Extracted data entries
****
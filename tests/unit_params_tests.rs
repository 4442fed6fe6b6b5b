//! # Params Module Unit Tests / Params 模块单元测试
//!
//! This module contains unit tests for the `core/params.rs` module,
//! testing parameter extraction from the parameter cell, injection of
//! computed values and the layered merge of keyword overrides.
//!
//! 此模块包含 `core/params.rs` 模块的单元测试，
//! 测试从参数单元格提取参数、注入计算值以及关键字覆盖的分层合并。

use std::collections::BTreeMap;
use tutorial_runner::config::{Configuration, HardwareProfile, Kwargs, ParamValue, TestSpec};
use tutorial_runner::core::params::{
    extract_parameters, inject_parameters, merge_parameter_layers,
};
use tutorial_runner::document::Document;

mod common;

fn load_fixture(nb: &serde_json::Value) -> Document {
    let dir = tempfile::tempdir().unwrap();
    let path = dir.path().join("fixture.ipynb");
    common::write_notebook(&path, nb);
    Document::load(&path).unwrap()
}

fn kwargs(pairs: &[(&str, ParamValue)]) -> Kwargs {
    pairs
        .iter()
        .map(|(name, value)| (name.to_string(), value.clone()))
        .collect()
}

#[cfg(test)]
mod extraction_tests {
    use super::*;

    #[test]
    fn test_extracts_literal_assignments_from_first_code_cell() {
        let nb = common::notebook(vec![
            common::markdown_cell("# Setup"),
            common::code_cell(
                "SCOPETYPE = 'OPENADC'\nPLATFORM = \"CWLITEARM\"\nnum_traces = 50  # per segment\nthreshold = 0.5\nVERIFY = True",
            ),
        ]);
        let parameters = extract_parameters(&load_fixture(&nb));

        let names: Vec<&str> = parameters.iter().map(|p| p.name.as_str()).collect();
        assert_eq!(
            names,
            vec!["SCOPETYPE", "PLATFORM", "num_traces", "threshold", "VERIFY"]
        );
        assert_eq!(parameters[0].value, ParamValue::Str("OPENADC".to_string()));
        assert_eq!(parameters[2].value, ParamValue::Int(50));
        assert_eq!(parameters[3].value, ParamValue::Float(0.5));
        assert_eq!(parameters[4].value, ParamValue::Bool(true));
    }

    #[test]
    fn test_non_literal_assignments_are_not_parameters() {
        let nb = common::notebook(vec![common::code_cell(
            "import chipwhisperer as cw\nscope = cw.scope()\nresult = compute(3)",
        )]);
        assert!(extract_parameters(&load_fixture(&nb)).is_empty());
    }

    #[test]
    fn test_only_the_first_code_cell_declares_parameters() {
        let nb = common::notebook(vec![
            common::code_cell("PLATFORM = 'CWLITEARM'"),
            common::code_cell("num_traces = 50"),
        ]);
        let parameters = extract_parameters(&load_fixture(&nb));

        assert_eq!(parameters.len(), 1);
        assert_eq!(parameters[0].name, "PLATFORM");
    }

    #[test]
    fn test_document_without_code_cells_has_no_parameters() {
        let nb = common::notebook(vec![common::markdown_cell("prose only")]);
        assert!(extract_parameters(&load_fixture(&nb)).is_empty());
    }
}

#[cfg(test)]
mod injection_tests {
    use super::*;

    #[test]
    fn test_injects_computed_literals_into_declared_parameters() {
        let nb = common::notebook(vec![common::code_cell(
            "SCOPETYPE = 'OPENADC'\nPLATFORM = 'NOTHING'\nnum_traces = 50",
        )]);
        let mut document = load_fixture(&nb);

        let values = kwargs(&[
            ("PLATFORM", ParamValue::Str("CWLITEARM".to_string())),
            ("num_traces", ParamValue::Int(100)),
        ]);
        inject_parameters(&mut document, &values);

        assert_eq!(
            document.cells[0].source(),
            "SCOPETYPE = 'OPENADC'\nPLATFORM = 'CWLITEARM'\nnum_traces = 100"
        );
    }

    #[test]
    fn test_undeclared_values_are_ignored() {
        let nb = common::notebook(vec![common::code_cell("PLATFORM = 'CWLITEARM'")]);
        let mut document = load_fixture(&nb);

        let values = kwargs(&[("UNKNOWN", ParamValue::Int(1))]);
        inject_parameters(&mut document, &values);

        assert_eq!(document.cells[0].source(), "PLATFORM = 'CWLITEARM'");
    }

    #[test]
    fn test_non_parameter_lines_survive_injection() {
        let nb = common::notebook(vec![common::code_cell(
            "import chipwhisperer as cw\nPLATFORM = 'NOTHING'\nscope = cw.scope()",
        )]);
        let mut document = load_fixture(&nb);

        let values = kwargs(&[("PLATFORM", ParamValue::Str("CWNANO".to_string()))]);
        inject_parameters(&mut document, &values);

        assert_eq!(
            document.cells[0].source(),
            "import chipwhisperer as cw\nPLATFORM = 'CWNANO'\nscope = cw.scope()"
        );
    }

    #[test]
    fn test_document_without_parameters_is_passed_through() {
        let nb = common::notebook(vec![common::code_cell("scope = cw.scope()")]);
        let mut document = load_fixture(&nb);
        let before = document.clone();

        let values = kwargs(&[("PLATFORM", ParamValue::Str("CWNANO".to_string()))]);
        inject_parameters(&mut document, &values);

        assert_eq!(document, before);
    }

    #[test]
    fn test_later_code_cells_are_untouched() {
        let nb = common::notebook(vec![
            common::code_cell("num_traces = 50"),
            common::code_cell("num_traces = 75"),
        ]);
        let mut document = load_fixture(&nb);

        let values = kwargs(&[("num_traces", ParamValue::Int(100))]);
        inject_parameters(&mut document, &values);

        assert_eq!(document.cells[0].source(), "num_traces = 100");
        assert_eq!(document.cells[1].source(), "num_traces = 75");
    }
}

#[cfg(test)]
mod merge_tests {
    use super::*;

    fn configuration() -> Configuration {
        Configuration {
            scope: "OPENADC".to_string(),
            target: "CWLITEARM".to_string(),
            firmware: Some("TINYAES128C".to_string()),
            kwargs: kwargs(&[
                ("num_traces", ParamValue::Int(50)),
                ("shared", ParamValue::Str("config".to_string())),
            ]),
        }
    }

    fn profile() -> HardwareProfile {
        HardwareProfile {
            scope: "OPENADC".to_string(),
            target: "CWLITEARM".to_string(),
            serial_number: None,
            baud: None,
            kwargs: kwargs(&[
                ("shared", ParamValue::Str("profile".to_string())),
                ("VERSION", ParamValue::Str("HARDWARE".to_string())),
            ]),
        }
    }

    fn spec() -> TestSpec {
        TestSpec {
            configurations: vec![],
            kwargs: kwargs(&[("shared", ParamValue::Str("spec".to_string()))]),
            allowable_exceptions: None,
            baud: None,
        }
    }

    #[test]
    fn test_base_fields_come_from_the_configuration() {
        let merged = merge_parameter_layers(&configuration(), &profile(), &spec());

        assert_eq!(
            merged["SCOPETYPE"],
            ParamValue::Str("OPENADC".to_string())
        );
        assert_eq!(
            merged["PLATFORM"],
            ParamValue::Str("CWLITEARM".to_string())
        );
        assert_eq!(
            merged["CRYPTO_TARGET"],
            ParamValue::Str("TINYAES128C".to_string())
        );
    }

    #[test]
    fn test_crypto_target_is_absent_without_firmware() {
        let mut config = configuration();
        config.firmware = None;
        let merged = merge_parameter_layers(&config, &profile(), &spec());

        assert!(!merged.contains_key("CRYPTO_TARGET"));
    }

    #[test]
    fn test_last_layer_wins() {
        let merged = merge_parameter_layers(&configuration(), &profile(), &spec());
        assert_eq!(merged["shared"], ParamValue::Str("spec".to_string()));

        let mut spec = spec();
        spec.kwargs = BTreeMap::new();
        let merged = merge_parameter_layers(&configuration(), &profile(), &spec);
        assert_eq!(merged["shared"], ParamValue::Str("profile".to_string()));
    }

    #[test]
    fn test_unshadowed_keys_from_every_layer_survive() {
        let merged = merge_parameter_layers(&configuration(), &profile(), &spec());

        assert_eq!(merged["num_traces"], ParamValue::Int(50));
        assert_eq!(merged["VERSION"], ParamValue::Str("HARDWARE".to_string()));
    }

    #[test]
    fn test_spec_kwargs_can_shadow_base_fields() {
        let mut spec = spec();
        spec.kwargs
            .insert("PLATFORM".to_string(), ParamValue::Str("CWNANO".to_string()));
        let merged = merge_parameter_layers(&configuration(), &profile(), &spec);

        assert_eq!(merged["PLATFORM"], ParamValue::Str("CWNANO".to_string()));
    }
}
****
EXERCISE ->
Taking every line of the records above into account, tally those that contain "core" and give only the total.

RESPONSE BELOW ->
3